Peter's Blog

Redefining the Impossible

EverNote


Latest new toy is EverNote, an interesting note-taking tool. It has the potential to be a useful thing for making stream-of-consciousness type notes. It's paradigm is that of an infinitely long piece of paper (toilet roll?) that you type your notes into. It has a level of formatting roughly equivalent to html and you can insert pictures. It is very easy to use, just enough features. Each new note is tagged with the date and time of creation and you can assign it to multiple categories (aka tagging, a concept I like).

It supports XML export and it automatically backs its database up to an XML file every day. The XML is very comprehensive and includes any graphics you put in the notes. It is entirely feasable I could knock up some python to chuck these notes into a blog.

I am using the free version of EverNote, there is one you can pay for but that seems to be targeted at tablet users or people who want handwriting recognition (like OneNote but better designed).

If I had one criticism of it (looking this gift horse in the mouth) it is that it is a little too fiddly to assign notes to categories: you have to drag/drop or select them from a list. For real rapid note-taking I'd rather type keywords into a little box, with maybe some autocompletion thrown in. Instead I can just type the categories into my notes myself.

My latest note-taking paradigm is this:

.blah notes

This is a note about going blah. Don't do it: it's a waste of time.

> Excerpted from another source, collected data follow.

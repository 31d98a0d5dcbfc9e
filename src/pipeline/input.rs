//! Input resolution: validate user-supplied paths before pdfium sees them.
//!
//! ## Why check magic bytes?
//!
//! Upload folders collect JPEG photos of forms, Word exports and partially
//! synced files next to the PDFs. pdfium reports all of them as a generic
//! format error; reading the first four bytes (`%PDF`) up front lets the
//! batch log an accurate reason per file.
//!
//! In-memory uploads are written to a `TempDir` because pdfium opens by
//! path. The directory is removed when [`ResolvedInput`] is dropped.

use crate::error::IntakeError;
use std::io::Read;
use std::path::{Path, PathBuf};
use tempfile::TempDir;
use tracing::debug;

/// A validated PDF path, possibly backed by a temporary copy.
#[derive(Debug)]
pub enum ResolvedInput {
    /// Input was already a local file.
    Local(PathBuf),
    /// Input arrived as bytes and was spilled to a temp directory.
    /// The `TempDir` is kept alive until processing completes.
    Spilled { path: PathBuf, _temp_dir: TempDir },
}

impl ResolvedInput {
    /// Path to the PDF regardless of how it was resolved.
    pub fn path(&self) -> &Path {
        match self {
            ResolvedInput::Local(p) => p,
            ResolvedInput::Spilled { path, .. } => path,
        }
    }
}

/// Validate a local file: exists, readable, starts with `%PDF`.
pub fn resolve_local(path: &Path) -> Result<ResolvedInput, IntakeError> {
    let path = path.to_path_buf();

    if !path.exists() {
        return Err(IntakeError::FileNotFound { path });
    }

    match std::fs::File::open(&path) {
        Ok(mut f) => {
            let mut magic = [0u8; 4];
            if f.read_exact(&mut magic).is_ok() && &magic != b"%PDF" {
                return Err(IntakeError::NotAPdf { path, magic });
            }
        }
        Err(e) if e.kind() == std::io::ErrorKind::PermissionDenied => {
            return Err(IntakeError::PermissionDenied { path });
        }
        Err(_) => {
            return Err(IntakeError::FileNotFound { path });
        }
    }

    debug!("Resolved local PDF: {}", path.display());
    Ok(ResolvedInput::Local(path))
}

/// Write an uploaded PDF to a temp file named `file_name`.
pub async fn spill_bytes(bytes: &[u8], file_name: &str) -> Result<ResolvedInput, IntakeError> {
    if bytes.len() >= 4 && &bytes[..4] != b"%PDF" {
        let mut magic = [0u8; 4];
        magic.copy_from_slice(&bytes[..4]);
        return Err(IntakeError::NotAPdf {
            path: PathBuf::from(file_name),
            magic,
        });
    }

    let temp_dir = TempDir::new().map_err(|e| IntakeError::Internal(e.to_string()))?;
    // Keep only the final component; upload names are not trusted as paths.
    let safe_name = Path::new(file_name)
        .file_name()
        .map(|n| n.to_owned())
        .unwrap_or_else(|| "upload.pdf".into());
    let path = temp_dir.path().join(safe_name);

    tokio::fs::write(&path, bytes)
        .await
        .map_err(|source| IntakeError::OutputWriteFailed {
            path: path.clone(),
            source,
        })?;

    debug!("Spilled {} bytes to {}", bytes.len(), path.display());
    Ok(ResolvedInput::Spilled {
        path,
        _temp_dir: temp_dir,
    })
}

#[cfg(test)]
mod tests {
    use super::*;
    use std::io::Write;

    #[test]
    fn missing_file() {
        let err = resolve_local(Path::new("/definitely/not/here.pdf")).unwrap_err();
        assert!(matches!(err, IntakeError::FileNotFound { .. }));
    }

    #[test]
    fn rejects_non_pdf_magic() {
        let mut f = tempfile::NamedTempFile::new().unwrap();
        f.write_all(b"\xFF\xD8\xFF\xE0 jpeg").unwrap();
        let err = resolve_local(f.path()).unwrap_err();
        match err {
            IntakeError::NotAPdf { magic, .. } => assert_eq!(&magic, b"\xFF\xD8\xFF\xE0"),
            other => panic!("unexpected: {other:?}"),
        }
    }

    #[test]
    fn accepts_pdf_magic() {
        let mut f = tempfile::NamedTempFile::new().unwrap();
        f.write_all(b"%PDF-1.7\n").unwrap();
        let resolved = resolve_local(f.path()).unwrap();
        assert_eq!(resolved.path(), f.path());
    }

    #[tokio::test]
    async fn spilled_file_is_removed_on_drop() {
        let resolved = spill_bytes(b"%PDF-1.4 body", "../../form.pdf").await.unwrap();
        let path = resolved.path().to_path_buf();
        assert_eq!(path.file_name().unwrap(), "form.pdf");
        assert!(path.exists());
        drop(resolved);
        assert!(!path.exists());
    }

    #[tokio::test]
    async fn spill_rejects_non_pdf() {
        let err = spill_bytes(b"PK\x03\x04zip", "x.pdf").await.unwrap_err();
        assert!(matches!(err, IntakeError::NotAPdf { .. }));
    }
}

The first line is a list of tags. The leading . denotes this. The rest of it is the body of the note. What's missing? A title. Who reads titles? The principle is, don't waste time thinking of titles, let the tags and the content do the talking. Dave Winer, illustrious inventor of blogging, rss et al is famed for his title-free posts. If you want a title, start the post with a headline (<h1>).


Filed under: tagging

alex dante Says:

over 2 years ago

For the past 6-8 months I've been using TiddlyWiki as my singular note-taking system - its implimented purely in javascript & DHTML and runs under pretty much every browser - but as it's now broken under Firefox 1.5.0.1 (what isn't?) I checked out EverNote.

As for easier tagging of categories, open up the properties of a category and go to the 'Filter' tab: this lets you auto-assign categories based on a range of criteria. By setting up a filter for '.project', I can start a new note '.project whatever-its-name-is' and it'll auto-tag it with the project category.

Thanks for the heads up on the app.

Peter Says:

over 2 years ago

I did find the Keyword Category feature. It works just like 'Saved Searches' in Thunderbird.

Have you found the Firebird and Thunderbird extensions that allow you to select clips and send them straight to EverNote? Very useful and they work in FireFox 1.5.0.1 but I always worry about FireFox extensions getting broken in the next release.

What I like most about EverNote? No thinking about file names, one long list of notes with a blank note at the end where you can just start typing. It autosaves so even when my flaky desktop pc crashes, my notes are still there.

If this doesn't make me a methodical note-taker then nothing will.

Peter

alex dante Says:

over 2 years ago

I like the keyword categories, but I can't really see the difference between them & regular categories, other than what they're set to filter on. I find that if it auto-filters based on a '.category-name' keyword, then I can stamp a tag on something I've clipped, but just need to type .blah at the end of a note to tag it. Basic workflow differences, I'm sure :)

And yes, I'm glad I checked their site after the installer complained about FireFox 1.5.0.1, otherwise I would've missed out on the clip extension. This is the cleanest web-clipping type tool I've used to date.

The only thing I don't like so far is the lack of customisation over the basic visual appearance...something a little more minimal and a little less like a bad audio player would be nice. And a little less _blue_.

Peter Says:

over 2 years ago

There are little quirks with the text formatting that I don't like: for example, something to remove all formatting to change something pasted back to the default font. The only way I have found to do this is to cut the text and use 'Paste Special' to paste it back without formatting.

Of the many note taking/diary/outliner etc applications I have tried this is by far the best.